The term Troglodytai ( Τρωγλοδύται ) is often found in the handwritten copies of classical texts instead of the correct form of the name Trogodytai ( Τρωγοδύται ) for a people of Ethiopia; the name appears for the first time in the 5th century BC as Trogodytai Aithiopes ( Τρωγοδύται Αἰθίοπες ) in Herodotus in book 4 of his histories as a name for a hit people in southern Libya hunted by the people of the " Garamantes " - supposedly the fastest-footed of all known to him from hearsay Eating snakes, lizards and other crawling animals, and with a language unlike any other, making sounds like those of bats. The etymology of this name is unclear.

The designation Trog l odytai is then found in Aristotle's description of pygmies and in Strabo - with the (incorrect) derivation from trogle ( τρώγλη "cave") and dynai ( δῦναι "immerse") - continues to inhabit all types of caves Peoples related.

The "Aitiopian" trough (l) odytes mentioned by Herodotus are described in more detail by Artemidor of Ephesus : They lived as nomadic cattle breeders, cultivated women and children and were possibly the ancestors of the Tubu who lived in the central Sahara .

The form Trogodytai remained common in Ptolemaic Egypt until the 1st century BC. BC. The “Aitiopian Trogodytai” were mainly Nubian tribes, otherwise the “Trogodytai” were the inhabitants of the African Red Sea coast. The form Trogodytae was almost always used by the Roman authors , but also as a general term for cave dwellers.

Troglodytes on the Red Sea

Strabo and the anonymous author of the Periplus Maris Erythraei describe troglodytes in the southern Red Sea . The important port of Berenike was located in this area .

Strabo gives in Book XVII of the Geographica as the alleged report of Eratosthenes :

"Τὰ δὲ κατωτέρω ἑκατέρωθεν Μερόης παρὰ μὲν τὸν Νεῖλον πρὸς τὴν Ἐρυθρὰν Μεγάβαροι καὶ Βλέμμυες͵ Αἰθιόπων ὑπακούοντες͵ Αἰγυπτίοις δ ὅμοροι · παρὰ θάλατταν δὲ Τρωγλοδύται · διεστᾶσι δὲ εἰς δέκα ἢ δώδεκα ἡμερῶν ὁδὸν οἱ κατὰ τὴν Μερόην Τρωγλοδύται τοῦ Νείλου. ἐξ ἀριστερῶν δὲ τῆς ῥύσεως τοῦ Νείλου Νοῦβαι κατοικοῦσιν ἐν τῆι Λιβύηι͵… ”

"The development on both sides below Meroe inhabit the Nile to the Red Sea towards Megabarer and Blemmyes , Ethiopians obedience, but to Egyptians marching; but troglodytes by the sea; ten to twelve day trips away are those troglodytes east of Meroe from the Nile. To the left of the river bed of the Nile, Nubians live in Libya ... "

- Strabo : Γεωγραφικά

The Periplus Maris Erythraei describes them as "fish eaters" ( Ichtyophagoi ) who live in scattered caves in narrow valleys. To the south of them live barbarians ( Barbaroi ), further inland hunter peoples ("game meat eaters") and gatherers ( mosxophagoi " twig eaters") under their respective chiefs.

In the vicinity of Adulis , after the Periplus, lay the small sandy Alalaei Islands , where the fish-eaters brought turtle shells for exchange.

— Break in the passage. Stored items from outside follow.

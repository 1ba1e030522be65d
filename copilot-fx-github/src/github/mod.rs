pub use models::*;
pub use provider::*;

mod models;
mod provider;
use std::str::FromStr;
use std::sync::Once;
use std::{env, process};

use chrono::NaiveDate;
use clap::{Parser, Subcommand};
use log::{error, info, LevelFilter};
use log4rs::append::console::ConsoleAppender;
use log4rs::config::{Appender, Logger, Root};
use log4rs::encode::pattern::PatternEncoder;
use log4rs::Config;
use thiserror::Error;

use copilot_fx_core::core::config::{ApplicationProperties, ConfigError};
use copilot_fx_core::core::metrics::{MetricsError, MetricsManager, MetricsReader};
use copilot_fx_core::core::storage::Storage;
use copilot_fx_github::github::GithubUsageProvider;

mod report;
mod sync;

const CONSOLE_APPENDER: &str = "stdout";
const LOG_FORMAT_CONSOLE: &str = "\x1B[37m{d(%Y-%m-%d %H:%M:%S%.3f)}\x1B[0m {h({l:>5.5})} \x1B[35m{I:>6.6}\x1B[0m \x1B[37m---\x1B[0m \x1B[36m{t:<40.40}\x1B[0m \x1B[37m:\x1B[0m {m}{n}";
const ENV_LOG_LEVEL: &str = "LOG_LEVEL";
const DEFAULT_DATA_DIRECTORY: fn() -> String = || "data".to_string();

static INIT: Once = Once::new();

/// Represents errors that terminate a Copilot FX invocation.
#[derive(Debug, Error)]
pub enum CopilotFxError {
    /// The application configuration is incomplete or invalid.
    #[error("invalid configuration, {0}")]
    Config(#[from] ConfigError),
    /// A metrics operation failed.
    #[error("{0}")]
    Metrics(#[from] MetricsError),
}

/// The options for the Copilot FX application.
#[derive(Debug, Clone, Parser)]
#[command(name = "copilot-metrics", about = "Collects and reports GitHub Copilot usage metrics")]
pub struct CopilotFxArgs {
    /// The directory containing the metric snapshot files.
    #[arg(long, default_value_t = DEFAULT_DATA_DIRECTORY())]
    pub data_directory: String,
    #[command(subcommand)]
    pub command: Command,
    /// The properties of the application which are constant during its lifecycle
    #[arg(skip = ApplicationProperties::new_auto())]
    pub properties: ApplicationProperties,
}

#[derive(Debug, Clone, Subcommand)]
pub enum Command {
    /// Fetch the latest usage metrics and merge them into the local history
    Sync {
        /// Fetch even when the last completed sync is still fresh
        #[arg(long, default_value_t = false)]
        force: bool,
    },
    /// Print summary statistics over the accumulated history
    Report {
        /// The first day of the reported range, formatted as YYYY-MM-DD
        #[arg(long)]
        from: Option<NaiveDate>,
        /// The last day of the reported range, formatted as YYYY-MM-DD
        #[arg(long)]
        to: Option<NaiveDate>,
        /// Aggregate the reported range into weekly buckets
        #[arg(long, default_value_t = false)]
        weekly: bool,
    },
}

/// The main entry of the Copilot FX application.
#[tokio::main]
async fn main() {
    let args = CopilotFxArgs::parse();
    initialize_logger();

    if let Err(e) = run(args).await {
        error!("Copilot FX failed, {}", e);
        process::exit(1);
    }
}

async fn run(args: CopilotFxArgs) -> Result<(), CopilotFxError> {
    let data_directory = args.data_directory.as_str();

    match args.command {
        Command::Sync { force } => {
            args.properties.github().validate()?;
            let provider = GithubUsageProvider::new(args.properties.github().clone(), data_directory);
            let manager = MetricsManager::new(data_directory);
            let storage = Storage::from(data_directory);

            let outcome = sync::run_sync(
                &provider,
                &manager,
                &storage,
                args.properties.sync().cache_ttl_hours(),
                force,
            )
            .await?;

            info!("Sync completed, {}", outcome);
            Ok(())
        }
        Command::Report { from, to, weekly } => {
            let reader = MetricsReader::new(Storage::from(data_directory));
            report::run_report(&reader, from, to, weekly);
            Ok(())
        }
    }
}

fn initialize_logger() {
    INIT.call_once(|| {
        let root_level = env::var(ENV_LOG_LEVEL).unwrap_or("Info".to_string());
        let config = Config::builder()
            .appender(Appender::builder().build(
                CONSOLE_APPENDER,
                Box::new(
                    ConsoleAppender::builder()
                        .encoder(Box::new(PatternEncoder::new(LOG_FORMAT_CONSOLE)))
                        .build(),
                ),
            ))
            .logger(Logger::builder().build("hyper", LevelFilter::Info))
            .logger(Logger::builder().build("hyper_util", LevelFilter::Info))
            .logger(Logger::builder().build("reqwest", LevelFilter::Info))
            .build(
                Root::builder()
                    .appender(CONSOLE_APPENDER)
                    .build(LevelFilter::from_str(root_level.as_str()).unwrap_or(LevelFilter::Info)),
            )
            .expect("expected a valid logger configuration");

        if let Err(e) = log4rs::init_config(config) {
            eprintln!("Failed to initialize the logger, {}", e);
        }
    })
}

Pliny the Elder mentions an island in the Red Sea called Topazos. The word topazin is troglodyic and means "looking for", since the island is often hidden in fog. In Latin, the word has become the name of the corresponding semi-precious stone, the modern precious olivine . Schäfer derives this word from Nubian tube (to search) or tubesun , "du suchtest", Murray from tabesin , "I / we searched". The troglodytes would have spoken a Nubian language . According to Pliny, the troglodytes had sea-going ships. The island of Cytis - presumably St. John's Island -, on which topazes can also be found, was discovered by troglodytic pirates who were swept away by the storm. Furthermore, there is said to have been a "source of the sun" ( fons solis ) in the land of the troglodytes , which supplied cold fresh water at lunchtime and warm salt water at night.

Troglodytes in zoology

Carl von Linné classified the troglodytes, together with the orangutan , the satyrs and chimpanzees ( Pan troglodytes ) as homo nocturnus in the second sex of the primates order.

The designation "Troglodytes" as a zoological name (Linné; in Systema Naturae , 10th edition, 1758), however, is borne by the wrens - who like to build their nests spherically and often close to the ground, occasionally also underground - and are the only species in Eurasia like one of the smallest birds in Europe: the wren , Troglodytes troglodytes, in binomial nomenclature also as an epithet .

Troglodytes in literature

In his epistolary novel Persian Letters , published in 1721, the French writer Montesquieu describes troglodytes as a small people in Arabia who descended from the ancient troglodytes.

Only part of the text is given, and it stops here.